И ты сидишь и думаешь: да, этому даже нечего противопоставить. Но, с другой стороны, нутро все-таки борется: не могу я как-то согласиться с эвтаназией! И разобраться мне, как ни удивительно, помог голландский таксист, который вез меня обратно в аэропорт. Я ему рассказала про курс, а он говорит: «У нас эвтаназии в основном просят одинокие люди. У нас люди, больные раком, БАС или еще чем-то неизлечимым — все одинокие. Дети же рано уходят из семей. Как только ты поступил в институт — ты из родительского дома ушел».

Это очень интересно. Возможно, действительно в этом кроется объяснение, хоть и приземленное, почему страна так хочет эвтаназии. Людей к ней побуждает не только боль. Очень часто пациенты просят эвтаназии от одиночества, даже от экзистенциального ощущения: «Я не могу жить, зная, что я умру».

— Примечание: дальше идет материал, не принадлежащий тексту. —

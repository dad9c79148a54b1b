//! Receive buffer draining
//!
//! Serial bridges and software UARTs keep bytes around long after they were
//! sent. Anything still buffered when a command goes out ends up in front of
//! the response, so the buffer is emptied before every command.

use embedded_hal::{
    delay::DelayNs,
    digital::{InputPin, OutputPin},
};
use embedded_io::{Read, ReadReady, Write};

use crate::{clock::Deadline, Clock, Device};

/// Result of draining the receive buffer
#[derive(Debug, Clone, Copy, PartialEq, Eq)]
#[cfg_attr(feature = "defmt", derive(defmt::Format))]
pub struct Drain {
    /// Number of bytes thrown away
    pub discarded: usize,
    /// The transport still had data when the drain timeout passed
    pub runaway: bool,
}

impl<UART, M0, M1, AUX, DELAY, CLOCK> Device<UART, M0, M1, AUX, DELAY, CLOCK>
where
    UART: Read + Write + ReadReady,
    M0: OutputPin,
    M1: OutputPin,
    AUX: InputPin,
    DELAY: DelayNs,
    CLOCK: Clock,
{
    /// Reads and discards input until the transport reports nothing left.
    ///
    /// Bounded by the drain timeout, so a transport that never runs dry
    /// cannot stall the driver. Transport errors end the drain early.
    pub fn drain(&mut self) -> Drain {
        let deadline = Deadline::after(&mut self.clock, self.config.drain_timeout_ms);
        let mut scratch = [0u8; 16];
        let mut discarded = 0;

        loop {
            match self.uart.read_ready() {
                Ok(true) => {}
                Ok(false) => break,
                Err(_) => {
                    warn!("read_ready failed while draining");
                    break;
                }
            }

            match self.uart.read(&mut scratch) {
                Ok(n) => discarded += n,
                Err(_) => {
                    warn!("read failed while draining");
                    break;
                }
            }

            if deadline.elapsed(&mut self.clock) {
                warn!("runaway input, gave up after {} bytes", discarded);
                return Drain {
                    discarded,
                    runaway: true,
                };
            }
        }

        if discarded > 0 {
            debug!("drained {} stale bytes", discarded);
        }

        Drain {
            discarded,
            runaway: false,
        }
    }
}
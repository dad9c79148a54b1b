#![no_std]
//! EBYTE E32 Radio Driver
//!
//! This crate provides a type-safe interface for configuring and driving
//! EBYTE E32 series LoRa transceiver modules. The modules are half-duplex,
//! talk to the host over a plain UART and are switched between operating
//! modes with two GPIO lines.
//!
//! # Features
//! - Mode switching (normal, wake-up, power-down, program) over M0/M1
//! - Reading module identity and configuration
//! - Writing configuration, permanently or until the next power cycle
//! - Firmware reset
//! - Optional AUX ready line, with fixed-delay fallback when not wired
//! - Transparent and fixed-address payload transfer
//!
//! # Architecture
//! The driver is organized into several modules:
//!
//! - [`device`]: Main device interface for hardware interaction
//!   - Owns the UART, mode lines, AUX line, delay and clock
//!   - Runs the program mode exchanges and keeps the configuration cache
//!
//! - [`registers`]: Parameter block and its packed registers
//!   - [`Speed`]: UART parity, UART baud rate and air data rate
//!   - [`Options`]: transmission mode, IO drive, wake-up time, FEC, power
//!   - [`Parameters`] and [`ModelInfo`]: the 6-byte blocks the module returns
//!
//! - [`commands`]: Program mode command set and response verification
//!
//! - [`mode`]: Mode line table and mode switching
//! - [`ready`]: AUX ready line handling
//! - [`buffer`]: Stale input draining
//!
//! # Usage
//! Configuration follows a specific sequence:
//!
//! 1. Create a new [`Device`] with your UART, pins, delay and [`Clock`]
//! 2. Call [`Device::init`] to read the model and the current parameters
//! 3. Change the cached [`Parameters`]
//! 4. Save them with [`Device::save_parameters`]
//! 5. Send and receive payloads in normal mode
//!
//! # Important Notes
//! - Configuration is only accepted in program mode; the driver switches
//!   back to normal mode after every exchange
//! - The module never acknowledges a write or reset. Read the parameters
//!   back to confirm a save
//! - A ready line that stays low is not an error; the driver waits for the
//!   timeout and carries on
//! - The UART rate must match the module's UART setting (9600 8N1 from the
//!   factory); program mode always runs at 9600 baud on most modules
//!
//! # Example
//! ```no_run
//! use embedded_hal::{delay::DelayNs, digital::{InputPin, OutputPin}};
//! use embedded_io::{Read, ReadReady, Write};
//! use ebyte::{AirDataRate, Clock, Device, Error, SaveMode};
//!
//! fn configure_radio<UART, M0, M1, AUX, DELAY, CLOCK>(
//!     device: &mut Device<UART, M0, M1, AUX, DELAY, CLOCK>,
//! ) -> Result<(), Error>
//! where
//!     UART: Read + Write + ReadReady,
//!     M0: OutputPin,
//!     M1: OutputPin,
//!     AUX: InputPin,
//!     DELAY: DelayNs,
//!     CLOCK: Clock,
//! {
//!     device.init()?;
//!
//!     let parameters = device.parameters_mut();
//!     parameters.set_address(0x0102);
//!     parameters.channel = 0x10;
//!     parameters.speed.air_data_rate = AirDataRate::Bps2400;
//!
//!     device.save_parameters(SaveMode::Permanent)?;
//!     device.read_parameters()?;
//!     Ok(())
//! }
//! ```

#[macro_use]
mod fmt;

use regiface::*;

pub mod buffer;
pub mod clock;
pub mod commands;
pub mod config;
pub mod device;
pub mod error;
pub mod mode;
pub mod ready;
pub mod registers;

pub use buffer::Drain;
pub use clock::Clock;
pub use commands::*;
pub use config::Config;
pub use device::{Device, ProtocolState, MAX_PACKET_LEN};
pub use error::{Error, FieldError};
pub use mode::{Mode, ModeLines};
pub use ready::{NoAux, Readiness};
pub use registers::*;
pub mod cascade;
pub mod detector;
pub mod error;
pub mod face;
pub mod group;
pub mod integral;
pub mod model;
pub mod pipeline;
pub mod selection;

// Re-export commonly used types
pub use cascade::HaarCascade;
pub use detector::{CascadeDetector, DetectorParams, FaceDetector};
pub use error::{VisionError, VisionResult};
pub use face::{Encoding, FaceRegion, ENCODING_LEN, PATCH_SIZE};
pub use pipeline::{FaceEncoding, FaceScan, Pipeline};
pub use selection::SelectionStrategy;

Я потом говорила еще с разными людьми в Европе, с биоэтиками — о том, что, с большой вероятностью, эвтаназия связана с секуляризацией, с тем, что общество в Бельгии, в Голландии очень светское. И не только в лобовом смысле, мол, эвтаназия — это грех с христианской точки зрения. А просто если у людей нет какого-то глобального смысла, который они могут вложить в страдания, почему бы и не убивать себя. Действительно, зачем жить, если в страданиях нет смысла?

У нас же, наоборот, все гипертрофировано. Мы любим указывать друг другу. «Терпи!» «В страданиях есть смысл!» Русские люди вообще всегда и везде ищут смысла. Но в таком случае стоит помнить, что есть здоровое страдание, которое ты можешь осмыслить и взять под контроль. А есть нездоровое, в котором ты теряешь себя и свою идентичность. И его надо прекратить, потому что в противном случае оно тебя и разрушит. Поэтому всегда хорошо нарисовать отрезок длиной десять сантиметров. В одной его части будет безмятежность, в другой — непереносимое страдание. Отметьте на нем точку, это и будет граница вашего покоя.